### Task instructions
Go through the entries below and copy each line that holds the word "HeaderMap".

::: Given entries

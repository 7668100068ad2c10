use std::fmt;
use std::pin::Pin;
use std::sync::Arc;
use std::task::{Context, Poll};
use std::time::Duration;

use async_trait::async_trait;
use bytes::Bytes;
use http_body::{Body, Frame, SizeHint};
use tokio::sync::mpsc;
use tokio::task::JoinHandle;
use tokio_util::sync::CancellationToken;

use crate::error::{BodyError, ValidationError};

use super::trace::{Mark, RequestTrace};

/// Chunks buffered between a body producer and the connection writing them.
const BODY_PIPE_DEPTH: usize = 8;

/// Produces a streaming request body one chunk at a time.
///
/// `index` counts the chunks already produced for the current request.
/// Returning `Ok(None)` ends the body.
#[async_trait]
pub trait BodyGenerator: Send + Sync {
    /// # Errors
    ///
    /// Returns an error when the next chunk cannot be produced; the request
    /// fails with a body production error.
    async fn next_chunk(&self, index: u64) -> Result<Option<Bytes>, BodyError>;
}

/// Repeats a list of chunks, pausing between writes.
#[derive(Debug, Clone)]
pub struct ChunkCycle {
    chunks: Vec<Bytes>,
    pause: Duration,
    rounds: Option<u64>,
}

impl ChunkCycle {
    /// # Errors
    ///
    /// Returns an error when `chunks` is empty.
    pub fn new(chunks: Vec<Bytes>) -> Result<Self, ValidationError> {
        if chunks.is_empty() {
            return Err(ValidationError::EmptyChunkCycle);
        }
        Ok(Self {
            chunks,
            pause: Duration::ZERO,
            rounds: None,
        })
    }

    #[must_use]
    pub const fn with_pause(mut self, pause: Duration) -> Self {
        self.pause = pause;
        self
    }

    /// Stops after the chunk list was sent `rounds` times. Unbounded otherwise.
    #[must_use]
    pub const fn with_rounds(mut self, rounds: u64) -> Self {
        self.rounds = Some(rounds);
        self
    }

    fn chunk_count(&self) -> u64 {
        u64::try_from(self.chunks.len()).unwrap_or(u64::MAX)
    }
}

#[async_trait]
impl BodyGenerator for ChunkCycle {
    async fn next_chunk(&self, index: u64) -> Result<Option<Bytes>, BodyError> {
        let count = self.chunk_count();
        if let Some(rounds) = self.rounds
            && index >= rounds.saturating_mul(count)
        {
            return Ok(None);
        }
        if index > 0 && !self.pause.is_zero() {
            tokio::time::sleep(self.pause).await;
        }
        let position = index
            .checked_rem(count)
            .and_then(|position| usize::try_from(position).ok())
            .unwrap_or(0);
        Ok(self.chunks.get(position).cloned())
    }
}

pub(crate) type BodyPipe = mpsc::Receiver<Result<Bytes, BodyError>>;

/// Starts the producer task feeding `generator` into a bounded pipe.
///
/// The task owns the write end and ends when the body is complete, when the
/// generator fails, when the reader drops the pipe, or when `cancel` fires.
pub(crate) fn spawn_body_producer(
    generator: Arc<dyn BodyGenerator>,
    cancel: CancellationToken,
) -> (BodyPipe, JoinHandle<()>) {
    let (tx, rx) = mpsc::channel(BODY_PIPE_DEPTH);
    let handle = tokio::spawn(async move {
        let mut index: u64 = 0;
        loop {
            let produced = tokio::select! {
                () = cancel.cancelled() => break,
                () = tx.closed() => break,
                produced = generator.next_chunk(index) => produced,
            };
            let (item, last) = match produced {
                Ok(Some(chunk)) => (Ok(chunk), false),
                Ok(None) => break,
                Err(err) => (Err(err), true),
            };
            tokio::select! {
                () = cancel.cancelled() => break,
                sent = tx.send(item) => {
                    if sent.is_err() || last {
                        break;
                    }
                }
            }
            index = index.saturating_add(1);
        }
    });
    (rx, handle)
}

enum Frames {
    Once(Option<Bytes>),
    Piped(BodyPipe),
}

/// Request body that marks write completion on the request's trace.
pub(crate) struct TracedBody {
    frames: Frames,
    trace: Arc<RequestTrace>,
}

impl TracedBody {
    pub(crate) const fn fixed(bytes: Bytes, trace: Arc<RequestTrace>) -> Self {
        Self {
            frames: Frames::Once(Some(bytes)),
            trace,
        }
    }

    pub(crate) const fn piped(pipe: BodyPipe, trace: Arc<RequestTrace>) -> Self {
        Self {
            frames: Frames::Piped(pipe),
            trace,
        }
    }
}

impl fmt::Debug for TracedBody {
    fn fmt(&self, f: &mut fmt::Formatter<'_>) -> fmt::Result {
        let kind = match self.frames {
            Frames::Once(_) => "fixed",
            Frames::Piped(_) => "piped",
        };
        f.debug_struct("TracedBody").field("frames", &kind).finish()
    }
}

impl Body for TracedBody {
    type Data = Bytes;
    type Error = BodyError;

    fn poll_frame(
        self: Pin<&mut Self>,
        cx: &mut Context<'_>,
    ) -> Poll<Option<Result<Frame<Self::Data>, Self::Error>>> {
        let this = self.get_mut();
        match &mut this.frames {
            Frames::Once(slot) => {
                let next = slot.take();
                if next.is_some() {
                    this.trace.mark(Mark::WroteRequest);
                }
                Poll::Ready(next.map(|bytes| Ok(Frame::data(bytes))))
            }
            Frames::Piped(pipe) => match pipe.poll_recv(cx) {
                Poll::Ready(Some(Ok(chunk))) => Poll::Ready(Some(Ok(Frame::data(chunk)))),
                Poll::Ready(Some(Err(err))) => {
                    this.trace.record_body_failure(&err);
                    Poll::Ready(Some(Err(err)))
                }
                Poll::Ready(None) => {
                    this.trace.mark(Mark::WroteRequest);
                    Poll::Ready(None)
                }
                Poll::Pending => Poll::Pending,
            },
        }
    }

    fn size_hint(&self) -> SizeHint {
        match &self.frames {
            Frames::Once(Some(bytes)) => {
                SizeHint::with_exact(u64::try_from(bytes.len()).unwrap_or(u64::MAX))
            }
            Frames::Once(None) => SizeHint::with_exact(0),
            Frames::Piped(_) => SizeHint::default(),
        }
    }
}
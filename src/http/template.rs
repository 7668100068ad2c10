use std::fmt;
use std::sync::Arc;
use std::time::Duration;

use bytes::Bytes;
use http::header::{HeaderMap, HeaderName, HeaderValue};
use http::Method;
use url::Url;

use crate::error::ValidationError;

use super::body::BodyGenerator;

/// Upper bound applied to per-request timeouts.
pub const MAX_REQUEST_TIMEOUT: Duration = Duration::from_secs(86_400);
/// Per-request timeout used when none is configured.
pub const DEFAULT_REQUEST_TIMEOUT: Duration = Duration::from_secs(20);

/// Where the request body comes from.
#[derive(Clone, Default)]
pub enum BodySource {
    #[default]
    Empty,
    Fixed(Bytes),
    Generator(Arc<dyn BodyGenerator>),
}

impl fmt::Debug for BodySource {
    fn fmt(&self, f: &mut fmt::Formatter<'_>) -> fmt::Result {
        match self {
            BodySource::Empty => f.write_str("Empty"),
            BodySource::Fixed(bytes) => f.debug_tuple("Fixed").field(&bytes.len()).finish(),
            BodySource::Generator(_) => f.write_str("Generator"),
        }
    }
}

/// The HTTP call every worker repeats. Read-only once a run starts.
#[derive(Debug, Clone)]
pub struct RequestTemplate {
    method: Method,
    url: Url,
    headers: HeaderMap,
    body: BodySource,
    timeout: Duration,
}

impl RequestTemplate {
    pub fn builder(url: impl Into<String>) -> RequestTemplateBuilder {
        RequestTemplateBuilder {
            method: "GET".to_owned(),
            url: url.into(),
            headers: Vec::new(),
            body: BodySource::Empty,
            timeout: DEFAULT_REQUEST_TIMEOUT,
        }
    }

    #[must_use]
    pub const fn method(&self) -> &Method {
        &self.method
    }

    #[must_use]
    pub const fn url(&self) -> &Url {
        &self.url
    }

    #[must_use]
    pub const fn headers(&self) -> &HeaderMap {
        &self.headers
    }

    pub const fn headers_mut(&mut self) -> &mut HeaderMap {
        &mut self.headers
    }

    #[must_use]
    pub const fn body(&self) -> &BodySource {
        &self.body
    }

    #[must_use]
    pub const fn timeout(&self) -> Duration {
        self.timeout
    }

    /// Builds one request; every call gets its own copy of the header set.
    pub(crate) fn build_request(&self, body: Option<reqwest::Body>) -> reqwest::Request {
        let mut request = reqwest::Request::new(self.method.clone(), self.url.clone());
        *request.headers_mut() = self.headers.clone();
        *request.body_mut() = body;
        request
    }
}

#[derive(Debug, Clone)]
pub struct RequestTemplateBuilder {
    method: String,
    url: String,
    headers: Vec<(String, String)>,
    body: BodySource,
    timeout: Duration,
}

impl RequestTemplateBuilder {
    #[must_use]
    pub fn method(mut self, method: impl Into<String>) -> Self {
        self.method = method.into();
        self
    }

    /// Adds a header value. Repeating a name keeps every value, in order.
    #[must_use]
    pub fn header(mut self, name: impl Into<String>, value: impl Into<String>) -> Self {
        self.headers.push((name.into(), value.into()));
        self
    }

    #[must_use]
    pub fn headers<I, K, V>(mut self, headers: I) -> Self
    where
        I: IntoIterator<Item = (K, V)>,
        K: Into<String>,
        V: Into<String>,
    {
        self.headers.extend(
            headers
                .into_iter()
                .map(|(name, value)| (name.into(), value.into())),
        );
        self
    }

    #[must_use]
    pub fn body(mut self, body: impl Into<Bytes>) -> Self {
        self.body = BodySource::Fixed(body.into());
        self
    }

    #[must_use]
    pub fn body_generator(mut self, generator: Arc<dyn BodyGenerator>) -> Self {
        self.body = BodySource::Generator(generator);
        self
    }

    #[must_use]
    pub fn body_source(mut self, body: BodySource) -> Self {
        self.body = body;
        self
    }

    #[must_use]
    pub const fn timeout(mut self, timeout: Duration) -> Self {
        self.timeout = timeout;
        self
    }

    /// # Errors
    ///
    /// Returns an error for an unparsable or non-HTTP URL, an invalid method
    /// or header, or a zero timeout.
    pub fn build(self) -> Result<RequestTemplate, ValidationError> {
        if self.url.trim().is_empty() {
            return Err(ValidationError::MissingUrl);
        }
        let url = Url::parse(&self.url).map_err(|source| ValidationError::InvalidUrl {
            url: self.url.clone(),
            source,
        })?;
        match url.scheme() {
            "http" | "https" => {}
            other => {
                return Err(ValidationError::UnsupportedScheme {
                    scheme: other.to_owned(),
                });
            }
        }

        let method = Method::from_bytes(self.method.trim().to_ascii_uppercase().as_bytes())
            .map_err(|source| ValidationError::InvalidMethod {
                method: self.method.clone(),
                source,
            })?;

        let mut headers = HeaderMap::with_capacity(self.headers.len());
        for (name, value) in &self.headers {
            let header_name = HeaderName::from_bytes(name.trim().as_bytes()).map_err(|source| {
                ValidationError::InvalidHeaderName {
                    header: name.clone(),
                    source,
                }
            })?;
            let header_value = HeaderValue::from_str(value.trim()).map_err(|source| {
                ValidationError::InvalidHeaderValue {
                    header: name.clone(),
                    source,
                }
            })?;
            headers.append(header_name, header_value);
        }

        if self.timeout.is_zero() {
            return Err(ValidationError::ZeroRequestTimeout);
        }

        Ok(RequestTemplate {
            method,
            url,
            headers,
            body: self.body,
            timeout: self.timeout.min(MAX_REQUEST_TIMEOUT),
        })
    }
}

::::::

### Answer
use http::header::{HeaderMap, HeaderName, HeaderValue};
    headers: HeaderMap,
    pub const fn headers(&self) -> &HeaderMap {
    pub const fn headers_mut(&mut self) -> &mut HeaderMap {
        let mut headers = HeaderMap::with_capacity(self.headers.len());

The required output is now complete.